Semantic Data Layers

The main purpose of a semantic data layer is to provide meaningful semantics to data, to enable the connection between primary and secondary data. Another key aspect of the introduced semantic layer is that it stores derived data, which represents the analyzed and, in some cases, interpreted data by experts.

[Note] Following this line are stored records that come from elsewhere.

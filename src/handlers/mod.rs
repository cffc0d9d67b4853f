//! HTTP request handlers shared across routes.

pub mod http;

pub use http::*;
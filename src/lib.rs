//! Minimal user registration and login service built with Rust.
//!
//! Passwords are stored as salted Argon2 hashes behind a pluggable
//! credential store (PostgreSQL or in-memory); login answers with a plain
//! authenticated / not-authenticated result.

pub mod auth;
pub mod config;
pub mod db;
pub mod error;
pub mod handlers;
pub mod models;
pub mod repositories;
pub mod services;

pub use config::Config;
pub use error::{AppError, AppResult};
pub use handlers::http::AppState;
pub use services::CredentialService;

use axum::routing::{get, post};
use handlers::http;
use tower_http::trace::TraceLayer;

/// Build the API router (register, login, user lookup, health). Used by main and by integration tests.
pub fn create_app(state: AppState) -> axum::Router {
    let api_routes = axum::Router::new()
        .route("/register", post(auth::register))
        .route("/login", post(auth::login))
        .route("/users", get(auth::find_user));

    axum::Router::new()
        .route("/health", get(http::health))
        .nest("/api", api_routes)
        .with_state(state)
        .layer(TraceLayer::new_for_http())
}
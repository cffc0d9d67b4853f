//! Shared HTTP state and the health endpoint.

use axum::{http::StatusCode, Json};
use serde_json::json;
use std::sync::Arc;

use crate::auth::{Authenticator, CredentialAuthenticator};
use crate::services::CredentialService;

/// Shared application state for HTTP handlers.
#[derive(Clone)]
pub struct AppState {
    pub credentials: CredentialService,
    pub authenticator: Arc<dyn Authenticator>,
    pub expose_password_hash: bool,
}

impl AppState {
    /// Wire the default authenticator on top of `credentials`.
    pub fn new(credentials: CredentialService, expose_password_hash: bool) -> Self {
        let authenticator = Arc::new(CredentialAuthenticator::new(credentials.clone()));
        Self {
            credentials,
            authenticator,
            expose_password_hash,
        }
    }

    pub fn credentials(&self) -> &CredentialService {
        &self.credentials
    }
    pub fn authenticator(&self) -> &dyn Authenticator {
        self.authenticator.as_ref()
    }
}

/// GET /health — liveness probe.
pub async fn health() -> (StatusCode, Json<serde_json::Value>) {
    (
        StatusCode::OK,
        Json(json!({ "status": "ok", "service": "keyhold" })),
    )
}
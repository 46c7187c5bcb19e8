//! Public booking and tracking endpoints.

use axum::{
    extract::{Path, State},
    Json,
};
use serde::Serialize;

use super::{success, ApiResult};
use crate::errors::AppError;
use crate::models::{
    timeline_for, Booking, CreateBookingRequest, DriverPublic, Service, TimelineStage,
};
use crate::store::seed;
use crate::AppState;

/// GET /api/services - The public service catalog.
pub async fn list_services() -> ApiResult<Vec<Service>> {
    success(seed::services())
}

/// POST /api/bookings - Submit a ride booking.
pub async fn create_booking(
    State(state): State<AppState>,
    Json(request): Json<CreateBookingRequest>,
) -> ApiResult<Booking> {
    // Mirror the booking form's required fields
    let required = [
        ("passengerName", &request.passenger_name),
        ("contactPhone", &request.contact_phone),
        ("pickupLocation", &request.pickup_location),
        ("destination", &request.destination),
        ("pickupDateTime", &request.pickup_date_time),
        ("serviceType", &request.service_type),
    ];
    for (field, value) in required {
        if value.trim().is_empty() {
            return Err(AppError::Validation(format!("{} is required", field)));
        }
    }
    if request.passengers == 0 {
        return Err(AppError::Validation(
            "At least one passenger is required".to_string(),
        ));
    }

    let booking = state.bookings.add(&request)?;
    tracing::info!(ticket_id = %booking.ticket_id, "booking created");
    success(booking)
}

/// Tracking response: the booking, its timeline projection, and the assigned
/// driver's public details when the roster still knows the driver.
#[derive(Debug, Serialize)]
#[serde(rename_all = "camelCase")]
pub struct TrackResponse {
    pub booking: Booking,
    pub timeline: Vec<TimelineStage>,
    #[serde(skip_serializing_if = "Option::is_none")]
    pub driver: Option<DriverPublic>,
}

/// GET /api/track/{ticketId} - Track a ride by ticket id (case-insensitive).
pub async fn track_ride(
    State(state): State<AppState>,
    Path(ticket_id): Path<String>,
) -> ApiResult<TrackResponse> {
    let booking = state
        .bookings
        .get_by_ticket(ticket_id.trim())
        .ok_or_else(|| AppError::NotFound(format!("No booking found for ticket {}", ticket_id)))?;

    let driver = booking
        .assigned_driver
        .as_deref()
        .and_then(|id| state.drivers.get(id))
        .map(|d| DriverPublic::from(&d));

    let timeline = timeline_for(booking.status);

    success(TrackResponse {
        booking,
        timeline,
        driver,
    })
}
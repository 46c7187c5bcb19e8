//! In-memory stores owning all application state.
//!
//! Each collection has exactly one owning store and is mutated only through
//! that store's methods. State is seeded at startup and lives for the
//! lifetime of the process.

mod bookings;
mod drivers;
mod identity;
pub mod seed;
mod ticket;

pub use bookings::BookingStore;
pub use drivers::DriverStore;
pub use identity::IdentityStore;

use std::sync::RwLock;

/// Read a lock, recovering the inner data if a writer panicked. The stores
/// never leave a collection half-mutated, so the data is still consistent.
fn read_lock<T>(lock: &RwLock<T>) -> std::sync::RwLockReadGuard<'_, T> {
    lock.read().unwrap_or_else(|e| e.into_inner())
}

/// Write counterpart of [`read_lock`].
fn write_lock<T>(lock: &RwLock<T>) -> std::sync::RwLockWriteGuard<'_, T> {
    lock.write().unwrap_or_else(|e| e.into_inner())
}
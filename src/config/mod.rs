//! Configuration module for the TRL backend.
//!
//! All configuration is loaded from environment variables with sensible defaults.

use std::env;
use std::net::SocketAddr;
use std::time::Duration;

/// Application configuration loaded from environment variables.
#[derive(Debug, Clone)]
pub struct Config {
    /// Address to bind the server to
    pub bind_addr: SocketAddr,
    /// Log level (trace, debug, info, warn, error)
    pub log_level: String,
    /// Lifetime of a login session
    pub session_ttl: Duration,
}

impl Config {
    /// Load configuration from environment variables.
    pub fn from_env() -> Self {
        dotenvy::dotenv().ok();

        let bind_addr = env::var("TRL_BIND_ADDR")
            .unwrap_or_else(|_| "127.0.0.1:8080".to_string())
            .parse()
            .expect("Invalid TRL_BIND_ADDR format");

        let log_level = env::var("TRL_LOG_LEVEL").unwrap_or_else(|_| "info".to_string());

        let session_ttl_secs = env::var("TRL_SESSION_TTL_SECS")
            .ok()
            .and_then(|v| v.parse().ok())
            .unwrap_or(28_800u64); // 8 hours

        Self {
            bind_addr,
            log_level,
            session_ttl: Duration::from_secs(session_ttl_secs),
        }
    }
}

#[cfg(test)]
mod tests {
    use super::*;

    #[test]
    fn test_default_config() {
        // Clear any existing env vars
        env::remove_var("TRL_BIND_ADDR");
        env::remove_var("TRL_LOG_LEVEL");
        env::remove_var("TRL_SESSION_TTL_SECS");

        let config = Config::from_env();

        assert_eq!(config.bind_addr.to_string(), "127.0.0.1:8080");
        assert_eq!(config.log_level, "info");
        assert_eq!(config.session_ttl, Duration::from_secs(28_800));
    }
}
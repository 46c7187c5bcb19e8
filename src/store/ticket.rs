//! Ticket id generation.
//!
//! Tickets are human-facing: `TRL-<year>-<4-digit suffix>`. The suffix is
//! picked at random and linearly probed against the existing set, so two
//! bookings can never share a ticket id within a process lifetime.

use std::collections::HashSet;

use chrono::{Datelike, Utc};
use rand::Rng;

use crate::errors::AppError;

const SUFFIX_SPACE: u32 = 10_000;

/// Generate a ticket id that does not collide with any id in `existing`.
/// `existing` must contain lowercased ticket ids (lookups are
/// case-insensitive, so uniqueness is too).
pub fn generate(existing: &HashSet<String>) -> Result<String, AppError> {
    let year = Utc::now().year();
    let start = rand::thread_rng().gen_range(0..SUFFIX_SPACE);

    for offset in 0..SUFFIX_SPACE {
        let suffix = (start + offset) % SUFFIX_SPACE;
        let candidate = format!("TRL-{}-{:04}", year, suffix);
        if !existing.contains(&candidate.to_lowercase()) {
            return Ok(candidate);
        }
    }

    Err(AppError::Internal(format!(
        "Ticket number space exhausted for {}",
        year
    )))
}

#[cfg(test)]
mod tests {
    use super::*;

    #[test]
    fn test_ticket_format() {
        let ticket = generate(&HashSet::new()).unwrap();
        let parts: Vec<&str> = ticket.split('-').collect();
        assert_eq!(parts.len(), 3);
        assert_eq!(parts[0], "TRL");
        assert_eq!(parts[1], Utc::now().year().to_string());
        assert_eq!(parts[2].len(), 4);
        assert!(parts[2].chars().all(|c| c.is_ascii_digit()));
    }

    #[test]
    fn test_no_collision_with_existing() {
        let mut existing = HashSet::new();
        for _ in 0..1_000 {
            let ticket = generate(&existing).unwrap();
            assert!(
                existing.insert(ticket.to_lowercase()),
                "generated a duplicate ticket id"
            );
        }
        assert_eq!(existing.len(), 1_000);
    }

    #[test]
    fn test_exhausted_space_is_an_error() {
        let year = Utc::now().year();
        let existing: HashSet<String> = (0..SUFFIX_SPACE)
            .map(|n| format!("trl-{}-{:04}", year, n))
            .collect();
        assert!(generate(&existing).is_err());
    }

    #[test]
    fn test_probing_finds_the_last_free_slot() {
        let year = Utc::now().year();
        let existing: HashSet<String> = (0..SUFFIX_SPACE)
            .filter(|n| *n != 7_777)
            .map(|n| format!("trl-{}-{:04}", year, n))
            .collect();
        let ticket = generate(&existing).unwrap();
        assert_eq!(ticket, format!("TRL-{}-7777", year));
    }
}
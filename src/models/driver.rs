//! Driver roster model.

use serde::{Deserialize, Serialize};

/// Availability of a driver for new assignments.
#[derive(Debug, Clone, Copy, Serialize, Deserialize, PartialEq, Eq)]
#[serde(rename_all = "lowercase")]
pub enum DriverStatus {
    Active,
    Off,
}

impl DriverStatus {
    pub fn as_str(&self) -> &'static str {
        match self {
            DriverStatus::Active => "active",
            DriverStatus::Off => "off",
        }
    }
}

/// A driver on the fleet roster.
#[derive(Debug, Clone, Serialize, Deserialize)]
#[serde(rename_all = "camelCase")]
pub struct Driver {
    pub id: String,
    pub name: String,
    pub phone: String,
    pub id_number: String,
    pub car_model: String,
    pub vehicle_reg: String,
    pub enrollment_date: String,
    pub completed_trips: u32,
    pub status: DriverStatus,
}

/// Driver details exposed on public tracking responses. Omits roster
/// internals (national id, enrollment, trip counts).
#[derive(Debug, Clone, Serialize, Deserialize)]
#[serde(rename_all = "camelCase")]
pub struct DriverPublic {
    pub name: String,
    pub phone: String,
    pub car_model: String,
    pub vehicle_reg: String,
}

impl From<&Driver> for DriverPublic {
    fn from(driver: &Driver) -> Self {
        Self {
            name: driver.name.clone(),
            phone: driver.phone.clone(),
            car_model: driver.car_model.clone(),
            vehicle_reg: driver.vehicle_reg.clone(),
        }
    }
}

/// Request body for the driver availability toggle.
#[derive(Debug, Clone, Deserialize)]
#[serde(rename_all = "camelCase")]
pub struct UpdateAvailabilityRequest {
    pub status: DriverStatus,
}
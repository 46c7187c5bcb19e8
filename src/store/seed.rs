//! Seed data loaded into the stores at startup.

use crate::models::{
    Booking, BookingStatus, Driver, DriverStatus, Role, Service, User,
};

/// Seeded monthly revenue figure (KES) for the dashboard and analytics.
/// Fares are not tracked per booking yet, so this stays a fixed figure.
pub const MONTHLY_REVENUE_KES: u64 = 2_450_000;

pub fn users() -> Vec<User> {
    vec![
        User {
            id: "1".to_string(),
            username: "ephy".to_string(),
            password: "trl".to_string(),
            role: Role::Ceo,
            name: "Ephy - CEO".to_string(),
            driver_id: None,
        },
        User {
            id: "2".to_string(),
            username: "driver1".to_string(),
            password: "trl".to_string(),
            role: Role::Driver,
            name: "James Mwangi".to_string(),
            driver_id: Some("d1".to_string()),
        },
        User {
            id: "3".to_string(),
            username: "driver2".to_string(),
            password: "trl".to_string(),
            role: Role::Driver,
            name: "Peter Ochieng".to_string(),
            driver_id: Some("d2".to_string()),
        },
    ]
}

pub fn drivers() -> Vec<Driver> {
    vec![
        Driver {
            id: "d1".to_string(),
            name: "James Mwangi".to_string(),
            phone: "0722345678".to_string(),
            id_number: "28456789".to_string(),
            car_model: "Toyota Prado TX".to_string(),
            vehicle_reg: "KCB 456X".to_string(),
            enrollment_date: "2023-03-15".to_string(),
            completed_trips: 156,
            status: DriverStatus::Active,
        },
        Driver {
            id: "d2".to_string(),
            name: "Peter Ochieng".to_string(),
            phone: "0733456789".to_string(),
            id_number: "29567890".to_string(),
            car_model: "Mercedes V-Class".to_string(),
            vehicle_reg: "KDD 789Y".to_string(),
            enrollment_date: "2023-06-20".to_string(),
            completed_trips: 98,
            status: DriverStatus::Active,
        },
        Driver {
            id: "d3".to_string(),
            name: "David Kamau".to_string(),
            phone: "0744567890".to_string(),
            id_number: "30678901".to_string(),
            car_model: "Land Cruiser VX".to_string(),
            vehicle_reg: "KCE 123Z".to_string(),
            enrollment_date: "2024-01-10".to_string(),
            completed_trips: 45,
            status: DriverStatus::Off,
        },
    ]
}

pub fn bookings() -> Vec<Booking> {
    vec![
        Booking {
            id: "b1".to_string(),
            ticket_id: "TRL-2024-001".to_string(),
            passenger_name: "Sarah Njoki".to_string(),
            contact_phone: "0712345678".to_string(),
            pickup_location: "Westlands, Nairobi".to_string(),
            destination: "JKIA Terminal 1".to_string(),
            pickup_date_time: "2024-01-20T08:00:00".to_string(),
            passengers: 2,
            service_type: "Airport Transfers".to_string(),
            notes: None,
            status: BookingStatus::Confirmed,
            assigned_driver: Some("d1".to_string()),
            created_at: "2024-01-19T14:30:00".to_string(),
        },
        Booking {
            id: "b2".to_string(),
            ticket_id: "TRL-2024-002".to_string(),
            passenger_name: "Michael Otieno".to_string(),
            contact_phone: "0723456789".to_string(),
            pickup_location: "Karen, Nairobi".to_string(),
            destination: "Masai Mara Reserve".to_string(),
            pickup_date_time: "2024-01-21T06:00:00".to_string(),
            passengers: 4,
            service_type: "Game Drive".to_string(),
            notes: Some("Safari trip for the weekend".to_string()),
            status: BookingStatus::DriverOnWay,
            assigned_driver: Some("d2".to_string()),
            created_at: "2024-01-18T10:00:00".to_string(),
        },
        Booking {
            id: "b3".to_string(),
            ticket_id: "TRL-2024-003".to_string(),
            passenger_name: "Grace Wanjiku".to_string(),
            contact_phone: "0734567890".to_string(),
            pickup_location: "CBD, Nairobi".to_string(),
            destination: "Kilimani Office Park".to_string(),
            pickup_date_time: "2024-01-20T07:30:00".to_string(),
            passengers: 1,
            service_type: "Corporate Rides".to_string(),
            notes: None,
            status: BookingStatus::EnRoute,
            assigned_driver: Some("d1".to_string()),
            created_at: "2024-01-19T18:00:00".to_string(),
        },
        Booking {
            id: "b4".to_string(),
            ticket_id: "TRL-2024-004".to_string(),
            passenger_name: "John Kimani".to_string(),
            contact_phone: "0745678901".to_string(),
            pickup_location: "Lavington, Nairobi".to_string(),
            destination: "Lake Naivasha".to_string(),
            pickup_date_time: "2024-01-22T09:00:00".to_string(),
            passengers: 6,
            service_type: "Family Drive".to_string(),
            notes: Some("Family outing with kids".to_string()),
            status: BookingStatus::Confirmed,
            assigned_driver: Some("d3".to_string()),
            created_at: "2024-01-19T20:00:00".to_string(),
        },
        Booking {
            id: "b5".to_string(),
            ticket_id: "TRL-2024-005".to_string(),
            passenger_name: "Emily Achieng".to_string(),
            contact_phone: "0756789012".to_string(),
            pickup_location: "Upperhill, Nairobi".to_string(),
            destination: "Diani Beach".to_string(),
            pickup_date_time: "2024-01-25T05:00:00".to_string(),
            passengers: 3,
            service_type: "Road Trips".to_string(),
            notes: None,
            status: BookingStatus::Completed,
            assigned_driver: Some("d2".to_string()),
            created_at: "2024-01-15T12:00:00".to_string(),
        },
    ]
}

pub fn services() -> Vec<Service> {
    vec![
        Service {
            id: "corporate".to_string(),
            name: "Corporate Rides".to_string(),
            description: "Professional transportation for business executives and corporate events. Reliable, punctual, and comfortable.".to_string(),
        },
        Service {
            id: "airport".to_string(),
            name: "Airport Transfers".to_string(),
            description: "Seamless airport pickups and drop-offs. We track your flight and adjust timing accordingly.".to_string(),
        },
        Service {
            id: "game-drive".to_string(),
            name: "Game Drive".to_string(),
            description: "Experience Kenya's wildlife with our safari-ready vehicles and experienced drivers.".to_string(),
        },
        Service {
            id: "excursion".to_string(),
            name: "Excursion".to_string(),
            description: "Day trips and tours to exciting destinations. Perfect for tourists and locals alike.".to_string(),
        },
        Service {
            id: "team-building".to_string(),
            name: "Team Building".to_string(),
            description: "Transport solutions for corporate team building events and group activities.".to_string(),
        },
        Service {
            id: "road-trips".to_string(),
            name: "Road Trips".to_string(),
            description: "Long-distance travel made comfortable. Explore Kenya with reliable transportation.".to_string(),
        },
        Service {
            id: "family-drive".to_string(),
            name: "Family Drive".to_string(),
            description: "Safe and comfortable rides for the whole family. Child-friendly vehicles available.".to_string(),
        },
    ]
}
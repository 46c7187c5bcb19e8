//! Data models for the TRL booking and dispatch application.

mod booking;
mod driver;
mod service;
mod user;

pub use booking::*;
pub use driver::*;
pub use service::*;
pub use user::*;
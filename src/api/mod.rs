//! REST API module.
//!
//! Contains all route handlers, grouped by surface: public booking/tracking,
//! authentication, the CEO admin area, and the driver area.

mod admin;
mod auth;
mod bookings;
mod driver;

pub use admin::*;
pub use auth::*;
pub use bookings::*;
pub use driver::*;

use axum::{
    http::StatusCode,
    response::{IntoResponse, Response},
    Json,
};
use serde::Serialize;

/// Success response envelope.
#[derive(Debug, Serialize)]
#[serde(rename_all = "camelCase")]
pub struct ApiResponse<T: Serialize> {
    pub success: bool,
    pub data: T,
}

impl<T: Serialize> ApiResponse<T> {
    pub fn new(data: T) -> Self {
        Self {
            success: true,
            data,
        }
    }
}

impl<T: Serialize> IntoResponse for ApiResponse<T> {
    fn into_response(self) -> Response {
        (StatusCode::OK, Json(self)).into_response()
    }
}

/// Response type that can be either success or error.
pub type ApiResult<T> = Result<ApiResponse<T>, crate::errors::AppError>;

/// Create a successful API response.
pub fn success<T: Serialize>(data: T) -> ApiResult<T> {
    Ok(ApiResponse::new(data))
}
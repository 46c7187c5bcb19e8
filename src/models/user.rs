//! User accounts and the wire-facing session principal.

use serde::{Deserialize, Serialize};

/// Role of an authenticated user. Determines which surface is reachable.
#[derive(Debug, Clone, Copy, Serialize, Deserialize, PartialEq, Eq)]
#[serde(rename_all = "lowercase")]
pub enum Role {
    Ceo,
    Driver,
}

impl Role {
    pub fn as_str(&self) -> &'static str {
        match self {
            Role::Ceo => "ceo",
            Role::Driver => "driver",
        }
    }
}

/// A user account. Internal to the identity store; the password never
/// leaves the store, so this type is deliberately not `Serialize`.
#[derive(Debug, Clone, Deserialize)]
#[serde(rename_all = "camelCase")]
pub struct User {
    pub id: String,
    pub username: String,
    pub password: String,
    pub role: Role,
    pub name: String,
    #[serde(default)]
    pub driver_id: Option<String>,
}

/// The authenticated principal as exposed to handlers and responses.
#[derive(Debug, Clone, Serialize, Deserialize)]
#[serde(rename_all = "camelCase")]
pub struct SessionUser {
    pub id: String,
    pub username: String,
    pub role: Role,
    pub name: String,
    #[serde(skip_serializing_if = "Option::is_none")]
    pub driver_id: Option<String>,
}

impl From<&User> for SessionUser {
    fn from(user: &User) -> Self {
        Self {
            id: user.id.clone(),
            username: user.username.clone(),
            role: user.role,
            name: user.name.clone(),
            driver_id: user.driver_id.clone(),
        }
    }
}

/// Request body for login.
#[derive(Debug, Clone, Deserialize)]
#[serde(rename_all = "camelCase")]
pub struct LoginRequest {
    pub username: String,
    pub password: String,
}

/// Response body for a successful login.
#[derive(Debug, Clone, Serialize)]
#[serde(rename_all = "camelCase")]
pub struct LoginResponse {
    pub token: String,
    pub user: SessionUser,
}

/// Request body for changing the current user's password.
#[derive(Debug, Clone, Deserialize)]
#[serde(rename_all = "camelCase")]
pub struct ChangePasswordRequest {
    pub current_password: String,
    pub new_password: String,
    pub confirm_password: String,
}
//! TRL Ride Booking & Fleet Dispatch Backend
//!
//! REST backend for a ground-transport company: public ride booking and
//! tracking, a CEO admin area, and a driver area. All state is held in
//! memory, seeded at startup.

mod analytics;
mod api;
mod auth;
mod config;
mod errors;
mod models;
mod store;

use std::sync::Arc;

use axum::{
    middleware,
    routing::{get, post, put},
    Router,
};
use tower_http::cors::{Any, CorsLayer};
use tower_http::trace::TraceLayer;
use tracing_subscriber::{layer::SubscriberExt, util::SubscriberInitExt, EnvFilter};

use config::Config;
use models::Role;
use store::{seed, BookingStore, DriverStore, IdentityStore};

/// Application state shared across all handlers.
#[derive(Clone)]
pub struct AppState {
    pub bookings: Arc<BookingStore>,
    pub drivers: Arc<DriverStore>,
    pub identity: Arc<IdentityStore>,
}

impl AppState {
    /// Build application state with the stock seed data.
    pub fn seeded(config: &Config) -> Self {
        Self {
            bookings: Arc::new(BookingStore::new(seed::bookings())),
            drivers: Arc::new(DriverStore::new(seed::drivers())),
            identity: Arc::new(IdentityStore::new(seed::users(), config.session_ttl)),
        }
    }
}

#[tokio::main]
async fn main() -> Result<(), Box<dyn std::error::Error>> {
    // Load configuration
    let config = Config::from_env();

    // Initialize logging
    let env_filter =
        EnvFilter::try_from_default_env().unwrap_or_else(|_| EnvFilter::new(&config.log_level));

    tracing_subscriber::registry()
        .with(env_filter)
        .with(tracing_subscriber::fmt::layer())
        .init();

    tracing::info!("Starting TRL Booking Backend");
    tracing::info!("Bind address: {}", config.bind_addr);
    tracing::info!("Session TTL: {:?}", config.session_ttl);

    let state = AppState::seeded(&config);
    tracing::info!(
        "Seeded {} bookings, {} drivers",
        state.bookings.list(None).len(),
        state.drivers.list().len()
    );

    // Build router
    let app = create_router(state);

    // Start server
    let listener = tokio::net::TcpListener::bind(&config.bind_addr).await?;
    tracing::info!("Server listening on {}", config.bind_addr);

    axum::serve(listener, app).await?;

    Ok(())
}

/// Create the application router with all routes.
pub fn create_router(state: AppState) -> Router {
    // CORS configuration
    let cors = CorsLayer::new()
        .allow_origin(Any)
        .allow_methods(Any)
        .allow_headers(Any);

    let identity = state.identity.clone();

    // Public routes: booking form, tracking, catalog, login
    let public_routes = Router::new()
        .route("/services", get(api::list_services))
        .route("/bookings", post(api::create_booking))
        .route("/track/{ticket_id}", get(api::track_ride))
        .route("/auth/login", post(api::login));

    // Session routes available to any authenticated role
    let session_identity = identity.clone();
    let session_routes = Router::new()
        .route("/auth/logout", post(api::logout))
        .route("/auth/me", get(api::me))
        .route("/auth/password", put(api::change_password))
        .layer(middleware::from_fn(move |req, next| {
            auth::session_auth_layer(session_identity.clone(), None, req, next)
        }));

    // CEO admin area
    let ceo_identity = identity.clone();
    let admin_routes = Router::new()
        .route("/bookings", get(api::list_bookings))
        .route("/bookings/{id}", get(api::get_booking))
        .route("/bookings/{id}/status", put(api::update_booking_status))
        .route("/bookings/{id}/driver", put(api::assign_driver))
        .route("/drivers", get(api::list_drivers))
        .route("/drivers/{id}", get(api::get_driver))
        .route("/dashboard", get(api::dashboard))
        .route("/analytics", get(api::get_analytics))
        .layer(middleware::from_fn(move |req, next| {
            auth::session_auth_layer(ceo_identity.clone(), Some(Role::Ceo), req, next)
        }));

    // Driver area
    let driver_identity = identity.clone();
    let driver_routes = Router::new()
        .route("/pickups", get(api::my_pickups))
        .route("/pickups/{id}/status", put(api::update_pickup_status))
        .route("/availability", put(api::set_availability))
        .layer(middleware::from_fn(move |req, next| {
            auth::session_auth_layer(driver_identity.clone(), Some(Role::Driver), req, next)
        }));

    let api_routes = public_routes
        .merge(session_routes)
        .nest("/admin", admin_routes)
        .nest("/driver", driver_routes);

    // Health check (no auth required)
    let health_routes = Router::new().route("/health", get(health_check));

    Router::new()
        .nest("/api", api_routes)
        .merge(health_routes)
        .fallback(not_found)
        .layer(cors)
        .layer(TraceLayer::new_for_http())
        .with_state(state)
}

/// Health check endpoint.
async fn health_check() -> &'static str {
    "OK"
}

/// Catch-all for unmatched paths.
async fn not_found() -> errors::AppError {
    errors::AppError::NotFound("Route not found".to_string())
}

Under "semantic data layer" we understand data structure for a single type of data such as RNA sequencing (RNA-seq), CAP gene expression analysis (CAGE) for RNA expression or whole exome sequencing (WES) for protein-coding genes (about 1% of the genome) in order to find mutation variants.

In the case of the RNA source data in FASTQ format, in a first step, counts of expressed RNA or small RNA are calculated. This is done with available tools such as OASISfor the calculation of small RNA counts. In a second step, differential expression scores (for e.g., p-values) between healthy and diseased subjects are calculated.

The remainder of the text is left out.